Baijayanta (Baj) Mukhopadhyay was born of ancestors whose roots ran deep into the delta of Ganges. He has lived his most formative periods dislocated from that source, in arid scorched deserts and icebound boreal forests. Trained as a physician, he sees medicine primarily as a tool to serve communities seeking repair for injustice, and works with social movements and community organizations across many countries. Baijayanta also sees the power of story in clinical medicine as particularly helpful in the process of healing. Although most of his writing over the last two decades has been in the style of creative nonfiction and literary essays, his main interest in joining the Institute is to improve skills in writing fiction. When not working or writing, Baijayanta spends a lot of time exploring his ineptitude in activities such as swing dancing, cross-country skiing, and playing the fife.
Sarah Weck is a poet and writer living in Brooklyn. She has written poetry recently for the Colorado Review and the Tin House Winter Workshop, among other publications. She believes in the blurring of genres and hopes to transform her poetry into prose. She has always loved sound in addition to words, and currently works as a sound designer/mixer for television and film. She graduated from NYU’s Clive Davis Institute for Recorded Music, which is where her love of poetry grew from songwriting. In addition to writing and playing with sounds, Sarah loves her demonic cat Stevie, hoarding plants, & dancing.

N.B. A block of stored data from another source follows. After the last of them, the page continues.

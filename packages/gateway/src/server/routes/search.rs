use axum::extract::{Extension, Query};
use axum::Json;
use serde::{Deserialize, Serialize};

use crate::common::GatewayError;
use crate::domains::models::SearchHit;
use crate::server::app::AxumAppState;

const DEFAULT_PAGE_SIZE: usize = 20;

#[derive(Deserialize)]
pub struct SearchParams {
    pub q: Option<String>,
    pub size: Option<usize>,
}

#[derive(Serialize)]
pub struct SearchResponse {
    pub hits: Vec<SearchHit>,
}

/// GET /api/search?q=&size= — `q` is required; a blank query yields an empty
/// hit list without touching the engine.
pub async fn search_handler(
    Extension(state): Extension<AxumAppState>,
    Query(params): Query<SearchParams>,
) -> Result<Json<SearchResponse>, GatewayError> {
    let query = params
        .q
        .ok_or_else(|| GatewayError::Validation("query parameter 'q' is required".into()))?;
    let size = params.size.unwrap_or(DEFAULT_PAGE_SIZE);

    let hits = state.query_gateway.search(&query, size).await?;
    Ok(Json(SearchResponse { hits }))
}
//! Dashboard statistics, merged from the engine and the supervisor.

use chrono::Utc;
use std::collections::BTreeMap;
use std::sync::Arc;

use crate::common::GatewayError;
use crate::domains::models::DashboardSnapshot;
use crate::kernel::{EngineClient, ProcessSupervisor};

/// Combines engine aggregates with the supervisor's live worker count into
/// one snapshot per request.
pub struct StatsAggregator {
    engine: Arc<EngineClient>,
    supervisor: Arc<ProcessSupervisor>,
    top_domains: usize,
}

impl StatsAggregator {
    pub fn new(
        engine: Arc<EngineClient>,
        supervisor: Arc<ProcessSupervisor>,
        top_domains: usize,
    ) -> Self {
        Self {
            engine,
            supervisor,
            top_domains,
        }
    }

    /// Compute a fresh snapshot.
    ///
    /// Contract: the total page count is load-bearing — if it fails the
    /// whole request fails as `BackendUnavailable`. The per-domain breakdown
    /// and the discovered-URL sum degrade to empty/zero instead, so a
    /// partially unavailable engine still yields a usable dashboard.
    pub async fn snapshot(&self) -> Result<DashboardSnapshot, GatewayError> {
        let (total, breakdown, discovered) = tokio::join!(
            self.engine.count_pages(),
            self.engine.domain_aggregation(self.top_domains),
            self.engine.sum_urls_discovered(),
        );

        let total_pages = total.map_err(|e| GatewayError::BackendUnavailable(e.to_string()))?;

        let domains = breakdown.unwrap_or_else(|e| {
            tracing::warn!(error = %e, "per-domain aggregation failed, returning empty breakdown");
            Vec::new()
        });
        let urls_discovered = discovered.unwrap_or_else(|e| {
            tracing::warn!(error = %e, "url sum aggregation failed, defaulting to zero");
            0
        });

        Ok(DashboardSnapshot {
            total_pages,
            urls_discovered,
            active_crawlers: self.supervisor.active_count() as u64,
            domains,
            generated_at: Utc::now(),
        })
    }

    /// Hourly crawl activity keyed by ISO-8601 bucket timestamp. A direct
    /// read: engine failure surfaces, unlike the merged snapshot.
    pub async fn metrics(&self) -> Result<BTreeMap<String, u64>, GatewayError> {
        self.engine
            .crawl_activity()
            .await
            .map_err(|e| GatewayError::SearchUnavailable(e.to_string()))
    }
}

Joan Weiner retired in 2018 from her position as Professor of Philosophy at Indiana University and moved to New York City. In NYC she finished her most recent book, Taking Frege at his Word, while pursuing her other life as an avocational opera singer. When the pandemic hit, she was in rehearsals for Ariadne auf Naxos with the New York Opera Forum. She is now pursuing a long-time interest in public health by collaborating with a rheumatologist on a study of peer coaching in rheumatology. She is also working on a memoir—a project that began when, during an academic leave in Venice, she received word that a childhood friend was gravely ill. She emailed her friend, including a lighthearted account of some of her adventures in Venice. Her worry about sending such a frivolous story to someone who was dying was allayed by an immediate response from her friend’s husband: please send more stories! She did. Her WI project is to turn her Venice stories into a book.
Michael J. White is the author of Weeping Underwater Looks A Lot Like Laughter, a novel about love and loss that was nominated for the Barnes & Noble Discovery Award. More recently he co-wrote Song Without A Name, a feature film inspired by a true case of child trafficking in 1980’s Peru that premiered at the Cannes Film Festival in 2019. An avid student of foreign cultures, Mike has just as many wonderful memories from his teaching days in Poland and South Korea as he does from that ol’ bar in South Brooklyn where his regulars rarely tire of watching him throw his weight around with the knuckleheads like some kind of precariously confident Gregor Samsa.